The Church was ‘born’ at Pentecost when the apostles of Jesus were empowered by the gift of the Holy Spirit to go out and preach the Good News. The Good News, which continues to be preached by the Church today, is that Jesus is alive and God loves all people regardless or race, colour or culture and calls them into relationship with Him. Today, the Catholic Church is truly ‘catholic’ or universal, in the sense that there is a Catholic presence throughout the world. Jesus also promised his followers that “I am with you always, to the very end of the age,” which means that Catholics believe the Church is everlasting.

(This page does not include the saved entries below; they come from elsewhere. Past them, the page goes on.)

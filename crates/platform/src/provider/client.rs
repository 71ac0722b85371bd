//! Provider REST client implementation.
//!
//! Uses `reqwest` directly against the Provider's JSON endpoints. Every
//! request carries the calling tenant's credentials in the `x-api-key` /
//! `x-api-secret` headers; the client itself is credential-free and shared
//! across all tenants.

use async_trait::async_trait;
use serde::Serialize;
use serde::de::DeserializeOwned;
use tracing::instrument;

use herba_core::{OrderId, ProviderCredentials, StrainId, UserId};

use crate::config::ProviderConfig;

use super::ProviderError;
use super::types::{
    Cart, NewPatient, PatientRegistration, ProviderErrorBody, RemoteOrder, Strain,
};

/// Header carrying the tenant's Provider API key.
const API_KEY_HEADER: &str = "x-api-key";
/// Header carrying the tenant's Provider secret key.
const API_SECRET_HEADER: &str = "x-api-secret";

/// Error code the Provider uses for the consultation precondition.
const CONSULTATION_REQUIRED_CODE: &str = "consultation_required";

/// Client for the Provider REST API.
#[derive(Clone)]
pub struct ProviderClient {
    client: reqwest::Client,
    base_url: String,
}

impl ProviderClient {
    /// Create a new Provider API client.
    #[must_use]
    pub fn new(config: &ProviderConfig) -> Self {
        Self {
            client: reqwest::Client::new(),
            base_url: config.base_url.trim_end_matches('/').to_string(),
        }
    }

    fn request(
        &self,
        method: reqwest::Method,
        path: &str,
        creds: &ProviderCredentials,
    ) -> reqwest::RequestBuilder {
        self.client
            .request(method, format!("{}{path}", self.base_url))
            .header(API_KEY_HEADER, &creds.api_key)
            .header(API_SECRET_HEADER, creds.expose_secret_key())
    }

    /// Send a request and deserialize the success body.
    ///
    /// Non-2xx responses are read as structured error bodies; the
    /// consultation precondition maps to its own error variant so callers
    /// can translate it without message matching.
    async fn execute<T: DeserializeOwned>(
        &self,
        request: reqwest::RequestBuilder,
    ) -> Result<T, ProviderError> {
        let response = request.send().await?;
        let status = response.status();
        let body = response.text().await?;

        if !status.is_success() {
            let error_body: ProviderErrorBody = serde_json::from_str(&body).unwrap_or_default();

            if error_body.error_code.as_deref() == Some(CONSULTATION_REQUIRED_CODE) {
                return Err(ProviderError::ConsultationRequired);
            }

            tracing::error!(
                status = %status,
                body = %body.chars().take(500).collect::<String>(),
                "Provider API returned non-success status"
            );
            return Err(ProviderError::Status {
                status: status.as_u16(),
                message: error_body
                    .message
                    .unwrap_or_else(|| body.chars().take(200).collect()),
            });
        }

        match serde_json::from_str(&body) {
            Ok(value) => Ok(value),
            Err(e) => {
                tracing::error!(
                    error = %e,
                    body = %body.chars().take(500).collect::<String>(),
                    "Failed to parse Provider response"
                );
                Err(ProviderError::Parse(e))
            }
        }
    }

    async fn get<T: DeserializeOwned>(
        &self,
        path: &str,
        creds: &ProviderCredentials,
    ) -> Result<T, ProviderError> {
        self.execute(self.request(reqwest::Method::GET, path, creds))
            .await
    }

    async fn post<B: Serialize + Sync, T: DeserializeOwned>(
        &self,
        path: &str,
        creds: &ProviderCredentials,
        body: &B,
    ) -> Result<T, ProviderError> {
        self.execute(self.request(reqwest::Method::POST, path, creds).json(body))
            .await
    }

    async fn delete<T: DeserializeOwned>(
        &self,
        path: &str,
        creds: &ProviderCredentials,
    ) -> Result<T, ProviderError> {
        self.execute(self.request(reqwest::Method::DELETE, path, creds))
            .await
    }
}

#[derive(Serialize)]
struct AddToCartBody<'a> {
    strain_id: &'a StrainId,
    quantity: u32,
    size_grams: u32,
}

#[async_trait]
impl super::ProviderApi for ProviderClient {
    #[instrument(skip(self, creds))]
    async fn fetch_products(
        &self,
        creds: &ProviderCredentials,
        country_code: &str,
    ) -> Result<Vec<Strain>, ProviderError> {
        self.get(&format!("/v1/products?country={country_code}"), creds)
            .await
    }

    #[instrument(skip(self, creds, patient))]
    async fn create_patient(
        &self,
        creds: &ProviderCredentials,
        patient: &NewPatient,
    ) -> Result<PatientRegistration, ProviderError> {
        self.post("/v1/patients", creds, patient).await
    }

    #[instrument(skip(self, creds))]
    async fn get_cart(
        &self,
        creds: &ProviderCredentials,
        user_id: &UserId,
    ) -> Result<Cart, ProviderError> {
        self.get(&format!("/v1/customers/{user_id}/cart"), creds)
            .await
    }

    #[instrument(skip(self, creds))]
    async fn add_to_cart(
        &self,
        creds: &ProviderCredentials,
        user_id: &UserId,
        strain_id: &StrainId,
        quantity: u32,
        size_grams: u32,
    ) -> Result<Cart, ProviderError> {
        let body = AddToCartBody {
            strain_id,
            quantity,
            size_grams,
        };
        self.post(&format!("/v1/customers/{user_id}/cart/items"), creds, &body)
            .await
    }

    #[instrument(skip(self, creds))]
    async fn remove_from_cart(
        &self,
        creds: &ProviderCredentials,
        user_id: &UserId,
        strain_id: &StrainId,
    ) -> Result<Cart, ProviderError> {
        self.delete(
            &format!("/v1/customers/{user_id}/cart/items/{strain_id}"),
            creds,
        )
        .await
    }

    #[instrument(skip(self, creds))]
    async fn clear_cart(
        &self,
        creds: &ProviderCredentials,
        user_id: &UserId,
    ) -> Result<Cart, ProviderError> {
        self.delete(&format!("/v1/customers/{user_id}/cart"), creds)
            .await
    }

    #[instrument(skip(self, creds))]
    async fn get_order(
        &self,
        creds: &ProviderCredentials,
        order_id: &OrderId,
    ) -> Result<RemoteOrder, ProviderError> {
        self.get(&format!("/v1/orders/{order_id}"), creds).await
    }
}
//! Database migration command.
//!
//! Migrations live in `crates/platform/migrations/` and are embedded at
//! compile time; the server never runs them on startup.

use super::CliError;

/// Run platform database migrations.
///
/// # Errors
///
/// Returns `CliError` if the database is unreachable or a migration fails.
pub async fn run() -> Result<(), CliError> {
    let pool = super::connect().await?;

    tracing::info!("Running platform migrations...");
    sqlx::migrate!("../platform/migrations").run(&pool).await?;

    tracing::info!("Platform migrations complete");
    Ok(())
}
//! Platform configuration loaded from environment variables.
//!
//! # Environment Variables
//!
//! ## Required
//! - `PLATFORM_DATABASE_URL` - `PostgreSQL` connection string
//! - `PLATFORM_ROOT_DOMAIN` - Root domain tenants hang off (e.g., herba.shop)
//! - `PLATFORM_SESSION_SECRET` - Session signing secret (min 32 chars, high entropy)
//! - `PLATFORM_CREDENTIALS_KEY` - Base64 32-byte key for tenant secret decryption
//! - `PROVIDER_BASE_URL` - Base URL of the Provider API
//!
//! ## Optional
//! - `PLATFORM_HOST` - Bind address (default: 127.0.0.1)
//! - `PLATFORM_PORT` - Listen port (default: 3000)
//! - `PLATFORM_INTERNAL_HOST_SUFFIX` - Internal deployment host suffix
//!   (default: .internal.herba.shop); hosts ending in this are never treated
//!   as tenant custom domains
//! - `SENTRY_DSN` - Sentry error tracking DSN

use std::collections::HashMap;
use std::net::{IpAddr, SocketAddr};

use base64::Engine;
use base64::engine::general_purpose::STANDARD;
use secrecy::{ExposeSecret, SecretString};
use thiserror::Error;

const MIN_SESSION_SECRET_LENGTH: usize = 32;
const MIN_ENTROPY_BITS_PER_CHAR: f64 = 3.3;

/// Blocklist of common placeholder patterns (case-insensitive)
const PLACEHOLDER_PATTERNS: &[&str] = &[
    "your-",
    "changeme",
    "replace",
    "placeholder",
    "example",
    "secret",
    "password",
    "xxx",
    "todo",
    "fixme",
    "insert",
    "enter-",
    "put-your",
    "add-your",
];

/// Configuration errors that can occur during loading.
#[derive(Debug, Error)]
pub enum ConfigError {
    #[error("Missing environment variable: {0}")]
    MissingEnvVar(String),
    #[error("Invalid environment variable {0}: {1}")]
    InvalidEnvVar(String, String),
    #[error("Insecure secret in {0}: {1}")]
    InsecureSecret(String, String),
}

/// Platform application configuration.
#[derive(Debug, Clone)]
pub struct PlatformConfig {
    /// `PostgreSQL` database connection URL (contains password)
    pub database_url: SecretString,
    /// IP address to bind the server to
    pub host: IpAddr,
    /// Port to listen on
    pub port: u16,
    /// Session signing secret
    pub session_secret: SecretString,
    /// Tenant host classification configuration
    pub domains: DomainConfig,
    /// Symmetric key for decrypting tenant Provider secrets
    pub credentials_key: CredentialsKey,
    /// Provider API configuration
    pub provider: ProviderConfig,
    /// Sentry DSN for error tracking
    pub sentry_dsn: Option<String>,
}

/// Host classification configuration for tenant resolution.
///
/// Both values are explicit configuration rather than literals so a
/// deployment host change cannot silently reclassify subdomains as tenant
/// custom domains.
#[derive(Debug, Clone)]
pub struct DomainConfig {
    /// Root domain tenant subdomains hang off (e.g., `herba.shop`)
    pub root_domain: String,
    /// Internal deployment host suffix (e.g., `.internal.herba.shop`)
    pub internal_host_suffix: String,
}

/// Provider API configuration.
///
/// Holds only the endpoint; credentials are per-tenant and resolved per call.
#[derive(Debug, Clone)]
pub struct ProviderConfig {
    /// Base URL of the Provider API (e.g., `https://api.provider.example`)
    pub base_url: String,
}

/// Process-wide AES-256-GCM key for tenant secret decryption.
///
/// Implements `Debug` manually so the key material can never be formatted.
#[derive(Clone)]
pub struct CredentialsKey([u8; 32]);

impl CredentialsKey {
    /// Parse a key from its base64 encoding.
    ///
    /// # Errors
    ///
    /// Returns `ConfigError` if the value is not valid base64 or does not
    /// decode to exactly 32 bytes.
    pub fn from_base64(var_name: &str, encoded: &str) -> Result<Self, ConfigError> {
        let bytes = STANDARD.decode(encoded).map_err(|_| {
            ConfigError::InvalidEnvVar(var_name.to_string(), "not valid base64".to_string())
        })?;
        let key: [u8; 32] = bytes.try_into().map_err(|_| {
            ConfigError::InvalidEnvVar(var_name.to_string(), "must decode to 32 bytes".to_string())
        })?;
        Ok(Self(key))
    }

    /// Access the raw key bytes for cipher construction.
    #[must_use]
    pub const fn as_bytes(&self) -> &[u8; 32] {
        &self.0
    }
}

impl std::fmt::Debug for CredentialsKey {
    fn fmt(&self, f: &mut std::fmt::Formatter<'_>) -> std::fmt::Result {
        f.write_str("CredentialsKey([REDACTED])")
    }
}

impl PlatformConfig {
    /// Load configuration from environment variables.
    ///
    /// Calls `dotenvy::dotenv()` to load from `.env` file if present.
    ///
    /// # Errors
    ///
    /// Returns `ConfigError` if required variables are missing, invalid, or
    /// if secrets fail validation (placeholder detection, entropy check).
    pub fn from_env() -> Result<Self, ConfigError> {
        // Load .env file if present (ignore errors if not found)
        let _ = dotenvy::dotenv();

        let database_url = get_database_url("PLATFORM_DATABASE_URL")?;
        let host = get_env_or_default("PLATFORM_HOST", "127.0.0.1")
            .parse::<IpAddr>()
            .map_err(|e| ConfigError::InvalidEnvVar("PLATFORM_HOST".to_string(), e.to_string()))?;
        let port = get_env_or_default("PLATFORM_PORT", "3000")
            .parse::<u16>()
            .map_err(|e| ConfigError::InvalidEnvVar("PLATFORM_PORT".to_string(), e.to_string()))?;
        let session_secret = get_validated_secret("PLATFORM_SESSION_SECRET")?;
        validate_session_secret(&session_secret, "PLATFORM_SESSION_SECRET")?;

        let root_domain = get_required_env("PLATFORM_ROOT_DOMAIN")?;
        let internal_host_suffix = get_env_or_default(
            "PLATFORM_INTERNAL_HOST_SUFFIX",
            &format!(".internal.{root_domain}"),
        );
        let domains = DomainConfig {
            root_domain,
            internal_host_suffix,
        };

        let credentials_key_b64 = get_validated_secret("PLATFORM_CREDENTIALS_KEY")?;
        let credentials_key = CredentialsKey::from_base64(
            "PLATFORM_CREDENTIALS_KEY",
            credentials_key_b64.expose_secret(),
        )?;

        let provider = ProviderConfig {
            base_url: get_required_env("PROVIDER_BASE_URL")?,
        };
        let sentry_dsn = get_optional_env("SENTRY_DSN");

        Ok(Self {
            database_url,
            host,
            port,
            session_secret,
            domains,
            credentials_key,
            provider,
            sentry_dsn,
        })
    }

    /// Returns the socket address for binding the server.
    #[must_use]
    pub const fn socket_addr(&self) -> SocketAddr {
        SocketAddr::new(self.host, self.port)
    }
}

// =============================================================================
// Helper Functions
// =============================================================================

/// Get a required environment variable.
fn get_required_env(key: &str) -> Result<String, ConfigError> {
    std::env::var(key).map_err(|_| ConfigError::MissingEnvVar(key.to_string()))
}

/// Get database URL with fallback to generic `DATABASE_URL` (used by Fly.io postgres attach).
fn get_database_url(primary_key: &str) -> Result<SecretString, ConfigError> {
    if let Ok(value) = std::env::var(primary_key) {
        return Ok(SecretString::from(value));
    }
    if let Ok(value) = std::env::var("DATABASE_URL") {
        return Ok(SecretString::from(value));
    }
    Err(ConfigError::MissingEnvVar(primary_key.to_string()))
}

/// Get an optional environment variable.
fn get_optional_env(key: &str) -> Option<String> {
    std::env::var(key).ok()
}

/// Get an environment variable with a default value.
fn get_env_or_default(key: &str, default: &str) -> String {
    std::env::var(key).unwrap_or_else(|_| default.to_string())
}

/// Validate that a session secret meets minimum length requirements.
fn validate_session_secret(secret: &SecretString, var_name: &str) -> Result<(), ConfigError> {
    let value = secret.expose_secret();
    if value.len() < MIN_SESSION_SECRET_LENGTH {
        return Err(ConfigError::InsecureSecret(
            var_name.to_string(),
            format!(
                "must be at least {} characters (got {})",
                MIN_SESSION_SECRET_LENGTH,
                value.len()
            ),
        ));
    }
    Ok(())
}

/// Calculate Shannon entropy in bits per character.
fn shannon_entropy(s: &str) -> f64 {
    if s.is_empty() {
        return 0.0;
    }

    let mut freq: HashMap<char, usize> = HashMap::new();
    for c in s.chars() {
        *freq.entry(c).or_insert(0) += 1;
    }

    #[allow(clippy::cast_precision_loss)] // String length will never exceed f64 precision
    let len = s.len() as f64;
    freq.values()
        .map(|&count| {
            #[allow(clippy::cast_precision_loss)] // Character count will never exceed f64 precision
            let p = count as f64 / len;
            -p * p.log2()
        })
        .sum()
}

/// Validate that a secret is not a placeholder and has sufficient entropy.
fn validate_secret_strength(secret: &str, var_name: &str) -> Result<(), ConfigError> {
    let lower = secret.to_lowercase();

    // Check blocklist
    for pattern in PLACEHOLDER_PATTERNS {
        if lower.contains(pattern) {
            return Err(ConfigError::InsecureSecret(
                var_name.to_string(),
                format!("appears to be a placeholder (contains '{pattern}')"),
            ));
        }
    }

    // Check entropy (real secrets like API keys have high entropy)
    let entropy = shannon_entropy(secret);
    if entropy < MIN_ENTROPY_BITS_PER_CHAR {
        return Err(ConfigError::InsecureSecret(
            var_name.to_string(),
            format!(
                "entropy too low ({entropy:.2} bits/char, need >= {MIN_ENTROPY_BITS_PER_CHAR:.1}). Use a randomly generated secret."
            ),
        ));
    }

    Ok(())
}

/// Load and validate a secret from environment.
fn get_validated_secret(key: &str) -> Result<SecretString, ConfigError> {
    let value = get_required_env(key)?;
    validate_secret_strength(&value, key)?;
    Ok(SecretString::from(value))
}

#[cfg(test)]
#[allow(clippy::unwrap_used)]
mod tests {
    use super::*;

    #[test]
    fn test_shannon_entropy_empty() {
        assert!((shannon_entropy("") - 0.0).abs() < f64::EPSILON);
    }

    #[test]
    fn test_shannon_entropy_single_char() {
        // All same character = 0 entropy
        assert!((shannon_entropy("aaaaaaa") - 0.0).abs() < f64::EPSILON);
    }

    #[test]
    fn test_shannon_entropy_high() {
        // Random-looking string should have high entropy
        let entropy = shannon_entropy("aB3$xY9!mK2@nL5#");
        assert!(entropy > 3.3);
    }

    #[test]
    fn test_validate_secret_strength_placeholder() {
        let result = validate_secret_strength("your-api-key-here", "TEST_VAR");
        assert!(result.is_err());
        let err = result.unwrap_err();
        assert!(matches!(err, ConfigError::InsecureSecret(_, _)));
    }

    #[test]
    fn test_validate_secret_strength_low_entropy() {
        let result = validate_secret_strength("aaaaaaaaaaaaaaaaaaaaaaaaaaaaaaaaa", "TEST_VAR");
        assert!(result.is_err());
    }

    #[test]
    fn test_validate_secret_strength_valid() {
        // High-entropy random string
        let result = validate_secret_strength("aB3$xY9!mK2@nL5#pQ7&rT0*uW4^zC6", "TEST_VAR");
        assert!(result.is_ok());
    }

    #[test]
    fn test_validate_session_secret_too_short() {
        let secret = SecretString::from("short");
        let result = validate_session_secret(&secret, "TEST_SESSION");
        assert!(result.is_err());
    }

    #[test]
    fn test_credentials_key_from_base64() {
        let encoded = STANDARD.encode([7u8; 32]);
        let key = CredentialsKey::from_base64("TEST_KEY", &encoded).unwrap();
        assert_eq!(key.as_bytes(), &[7u8; 32]);
    }

    #[test]
    fn test_credentials_key_rejects_wrong_length() {
        let encoded = STANDARD.encode([7u8; 16]);
        assert!(CredentialsKey::from_base64("TEST_KEY", &encoded).is_err());
    }

    #[test]
    fn test_credentials_key_rejects_bad_base64() {
        assert!(CredentialsKey::from_base64("TEST_KEY", "not base64!!!").is_err());
    }

    #[test]
    fn test_credentials_key_debug_redacts() {
        let encoded = STANDARD.encode([7u8; 32]);
        let key = CredentialsKey::from_base64("TEST_KEY", &encoded).unwrap();
        assert_eq!(format!("{key:?}"), "CredentialsKey([REDACTED])");
    }
}
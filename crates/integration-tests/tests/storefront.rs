//! Integration tests for the tenant storefront surface.
//!
//! These tests require:
//! - A running `PostgreSQL` database with migrations applied
//! - The platform server running (cargo run -p herba-platform)
//!
//! Run with: cargo test -p herba-integration-tests -- --ignored

use reqwest::StatusCode;
use serde_json::{Value, json};

use herba_integration_tests::{TestContext, seed_tenant};

#[tokio::test]
#[ignore = "Requires running platform server"]
async fn health_reports_ok() {
    let ctx = TestContext::new();

    let resp = ctx
        .client
        .get(ctx.url("/health"))
        .send()
        .await
        .expect("Failed to reach health endpoint");

    assert_eq!(resp.status(), StatusCode::OK);
    let body: Value = resp.json().await.expect("Failed to parse health body");
    assert_eq!(body["status"], "ok");
}

#[tokio::test]
#[ignore = "Requires running platform server"]
async fn unknown_store_slug_answers_not_found() {
    let ctx = TestContext::new();
    // Random slug so a seeded tenant can never collide
    let slug = format!("no-such-tenant-{}", uuid::Uuid::new_v4());

    let resp = ctx
        .client
        .get(ctx.url(&format!("/store/{slug}/products")))
        .send()
        .await
        .expect("Failed to request products");

    assert_eq!(resp.status(), StatusCode::NOT_FOUND);
    let body: Value = resp.json().await.expect("Failed to parse error body");
    assert!(body["error"].is_string());
}

#[tokio::test]
#[ignore = "Requires running platform server"]
async fn storefront_responses_echo_tenant_ref() {
    let ctx = TestContext::new();

    let resp = ctx
        .client
        .get(ctx.url("/store/acme/products"))
        .send()
        .await
        .expect("Failed to request products");

    // Even a 404 carries the resolved reference for diagnosability
    let tenant_ref = resp
        .headers()
        .get("x-tenant-ref")
        .and_then(|h| h.to_str().ok());
    assert_eq!(tenant_ref, Some("acme"));
}

#[tokio::test]
#[ignore = "Requires running platform server and database"]
async fn inactive_tenant_answers_not_found() {
    let ctx = TestContext::new();
    let pool = ctx.db().await;
    let slug = format!("inactive-{}", &uuid::Uuid::new_v4().to_string()[..8]);
    seed_tenant(&pool, &slug, false).await;

    let resp = ctx
        .client
        .get(ctx.url(&format!("/store/{slug}/products")))
        .send()
        .await
        .expect("Failed to request products");

    // Deactivation is indistinguishable from absence
    assert_eq!(resp.status(), StatusCode::NOT_FOUND);
}

#[tokio::test]
#[ignore = "Requires running platform server"]
async fn cart_requires_authentication() {
    let ctx = TestContext::new();

    let resp = ctx
        .client
        .get(ctx.url("/store/acme/cart"))
        .send()
        .await
        .expect("Failed to request cart");

    assert_eq!(resp.status(), StatusCode::UNAUTHORIZED);

    let resp = ctx
        .client
        .post(ctx.url("/store/acme/cart/add"))
        .json(&json!({"strain_id": "s1", "quantity": 1, "size_grams": 5}))
        .send()
        .await
        .expect("Failed to post cart add");

    assert_eq!(resp.status(), StatusCode::UNAUTHORIZED);
}

#[tokio::test]
#[ignore = "Requires running platform server"]
async fn orders_require_authentication() {
    let ctx = TestContext::new();

    let resp = ctx
        .client
        .get(ctx.url("/store/acme/orders"))
        .send()
        .await
        .expect("Failed to request orders");

    assert_eq!(resp.status(), StatusCode::UNAUTHORIZED);
}
//! AES-256-GCM encryption of tenant Provider secrets at rest.
//!
//! Ciphertext layout is `base64(nonce || ciphertext || tag)`. The key is
//! process-wide, loaded once at startup; error values never carry key
//! material or plaintext. The platform decrypts on credential resolution;
//! the CLI encrypts on tenant onboarding and secret rotation.

use aes_gcm::aead::rand_core::RngCore;
use aes_gcm::aead::{Aead, KeyInit, OsRng};
use aes_gcm::{Aes256Gcm, Key, Nonce};
use base64::Engine;
use base64::engine::general_purpose::STANDARD;
use thiserror::Error;

const NONCE_LEN: usize = 12;

/// Errors from secret encryption or decryption.
#[derive(Debug, Error)]
pub enum CryptoError {
    /// Ciphertext is not valid base64.
    #[error("ciphertext is not valid base64")]
    Encoding,
    /// Ciphertext is shorter than a nonce plus one byte.
    #[error("ciphertext too short")]
    TooShort,
    /// The AEAD operation failed (wrong key, corrupt or tampered ciphertext).
    #[error("decryption failed")]
    Aead,
}

/// Encrypt a tenant Provider secret.
///
/// Used by the CLI when onboarding a tenant or rotating its secret.
///
/// # Errors
///
/// Returns [`CryptoError::Aead`] if the cipher rejects the input.
pub fn encrypt_secret(key: &[u8; 32], plaintext: &str) -> Result<String, CryptoError> {
    let cipher = Aes256Gcm::new(Key::<Aes256Gcm>::from_slice(key));
    let mut nonce_bytes = [0u8; NONCE_LEN];
    OsRng.fill_bytes(&mut nonce_bytes);
    let nonce = Nonce::from_slice(&nonce_bytes);

    let ciphertext = cipher
        .encrypt(nonce, plaintext.as_bytes())
        .map_err(|_| CryptoError::Aead)?;

    let mut combined = nonce_bytes.to_vec();
    combined.extend_from_slice(&ciphertext);
    Ok(STANDARD.encode(combined))
}

/// Decrypt a tenant Provider secret.
///
/// # Errors
///
/// Returns `CryptoError` on malformed encoding, truncated input, a rotated
/// or wrong key, or tampered ciphertext. The error carries no detail beyond
/// the failure class.
pub fn decrypt_secret(key: &[u8; 32], encoded: &str) -> Result<String, CryptoError> {
    let combined = STANDARD.decode(encoded).map_err(|_| CryptoError::Encoding)?;

    if combined.len() <= NONCE_LEN {
        return Err(CryptoError::TooShort);
    }

    let (nonce_bytes, ciphertext) = combined.split_at(NONCE_LEN);
    let cipher = Aes256Gcm::new(Key::<Aes256Gcm>::from_slice(key));
    let nonce = Nonce::from_slice(nonce_bytes);

    let plaintext = cipher
        .decrypt(nonce, ciphertext)
        .map_err(|_| CryptoError::Aead)?;

    String::from_utf8(plaintext).map_err(|_| CryptoError::Aead)
}

#[cfg(test)]
#[allow(clippy::unwrap_used)]
mod tests {
    use super::*;

    #[test]
    fn encrypt_decrypt_roundtrip() {
        let key = [42u8; 32];
        let encrypted = encrypt_secret(&key, "sk_live_tenant_secret").unwrap();
        let decrypted = decrypt_secret(&key, &encrypted).unwrap();
        assert_eq!(decrypted, "sk_live_tenant_secret");
    }

    #[test]
    fn wrong_key_fails_decrypt() {
        let key1 = [42u8; 32];
        let key2 = [99u8; 32];
        let encrypted = encrypt_secret(&key1, "sk_live_tenant_secret").unwrap();
        assert!(matches!(
            decrypt_secret(&key2, &encrypted),
            Err(CryptoError::Aead)
        ));
    }

    #[test]
    fn garbage_base64_fails() {
        let key = [42u8; 32];
        assert!(matches!(
            decrypt_secret(&key, "%%% not base64 %%%"),
            Err(CryptoError::Encoding)
        ));
    }

    #[test]
    fn truncated_ciphertext_fails() {
        let key = [42u8; 32];
        let short = STANDARD.encode([0u8; 8]);
        assert!(matches!(
            decrypt_secret(&key, &short),
            Err(CryptoError::TooShort)
        ));
    }

    #[test]
    fn tampered_ciphertext_fails() {
        let key = [42u8; 32];
        let encrypted = encrypt_secret(&key, "sk_live_tenant_secret").unwrap();
        let mut bytes = STANDARD.decode(&encrypted).unwrap();
        if let Some(last) = bytes.last_mut() {
            *last ^= 0xff;
        }
        let tampered = STANDARD.encode(bytes);
        assert!(matches!(
            decrypt_secret(&key, &tampered),
            Err(CryptoError::Aead)
        ));
    }
}
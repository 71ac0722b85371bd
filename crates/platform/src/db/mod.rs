//! Database operations for the platform `PostgreSQL` instance.
//!
//! # Tables
//!
//! - `tenant` - Dispensary storefronts and their (encrypted) Provider credentials
//! - `order` - Locally persisted order records (Provider is order of record)
//! - `audit_log` - Append-only audit trail
//! - `sessions` - Tower-sessions storage
//!
//! The Provider owns cart and catalog state; neither is persisted locally.
//!
//! # Migrations
//!
//! Migrations are stored in `crates/platform/migrations/` and run via:
//! ```bash
//! cargo run -p herba-cli -- migrate
//! ```

pub mod audit;
pub mod orders;
pub mod tenants;

pub use orders::OrderRepository;
pub use tenants::TenantRepository;

use std::time::Duration;

use secrecy::ExposeSecret;
use sqlx::PgPool;
use sqlx::postgres::PgPoolOptions;
use thiserror::Error;

/// Errors from repository operations.
#[derive(Debug, Error)]
pub enum RepositoryError {
    /// The underlying query failed.
    #[error("database error: {0}")]
    Database(#[from] sqlx::Error),

    /// A uniqueness constraint was violated.
    #[error("conflict: {0}")]
    Conflict(String),
}

/// Create a `PostgreSQL` connection pool with sensible defaults.
///
/// # Errors
///
/// Returns `sqlx::Error` if the connection cannot be established.
pub async fn create_pool(database_url: &secrecy::SecretString) -> Result<PgPool, sqlx::Error> {
    PgPoolOptions::new()
        .max_connections(10)
        .min_connections(2)
        .acquire_timeout(Duration::from_secs(10))
        .connect(database_url.expose_secret())
        .await
}
//! Append-only audit log writes.

use sqlx::PgPool;

use super::RepositoryError;
use crate::services::audit::AuditEntry;

/// Insert an audit log entry.
///
/// Entries are append-only facts; nothing in this core updates or deletes
/// them.
///
/// # Errors
///
/// Returns `RepositoryError::Database` if the insert fails.
pub async fn insert(pool: &PgPool, entry: &AuditEntry) -> Result<(), RepositoryError> {
    sqlx::query(
        "INSERT INTO audit_log \
         (action, entity_type, entity_id, actor_id, actor_email, tenant_id, metadata) \
         VALUES ($1, $2, $3, $4, $5, $6, $7)",
    )
    .bind(&entry.action)
    .bind(&entry.entity_type)
    .bind(&entry.entity_id)
    .bind(&entry.actor_id)
    .bind(&entry.actor_email)
    .bind(&entry.tenant_id)
    .bind(&entry.metadata)
    .execute(pool)
    .await?;

    Ok(())
}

The social role of the Church
In Jesus’ teaching, especially in the Greatest Commandment (“This is first ‘Listen, Israel, the Lord our God is the one only Lord, and you must love the Lord your God with all your heart, with all your soul, with all your mind and with all your strength’. The second is this ‘Love your neighbour as yourself’.”), as well as the Parable of the Sheep and the Goats (Matthew 25:31-46), we are reminded that we will be judged on the way we treat others. Catholics therefore believe that life should be concerned with helping those who are less fortunate at both local and international levels.
Justice and Peace Groups
In some parishes, people meet to discuss justice and peace issues. This can take the form of examining some of the issues of the day, for example, the question of refugees or asylum seekers, gun crime, or by considering the needs of the developing world. This means that Justice and Peace Groups will often be linked with CAFOD (the Catholic Agency for Overseas Development) and they might organise Family Fast Days within the parish to raise money for CAFOD and to raise awareness about issues affecting the developing world. (The work of CAFOD will be discussed further in Catholicism 2). Justice and Peace Groups might also work in the local schools, organising activities like Racial Justice Weeks to...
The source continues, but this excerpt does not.